## [Records shown]

>>>

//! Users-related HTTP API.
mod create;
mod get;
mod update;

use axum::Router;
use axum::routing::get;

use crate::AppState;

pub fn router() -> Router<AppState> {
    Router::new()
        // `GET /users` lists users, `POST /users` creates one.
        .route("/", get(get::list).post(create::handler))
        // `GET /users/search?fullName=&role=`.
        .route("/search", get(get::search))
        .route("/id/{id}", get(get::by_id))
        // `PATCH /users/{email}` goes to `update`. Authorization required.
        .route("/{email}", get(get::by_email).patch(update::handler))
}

<<<

Pull out every line of the records above that contains the word "update".

## [Written answer]
mod update;
        // `PATCH /users/{email}` goes to `update`. Authorization required.
        .route("/{email}", get(get::by_email).patch(update::handler))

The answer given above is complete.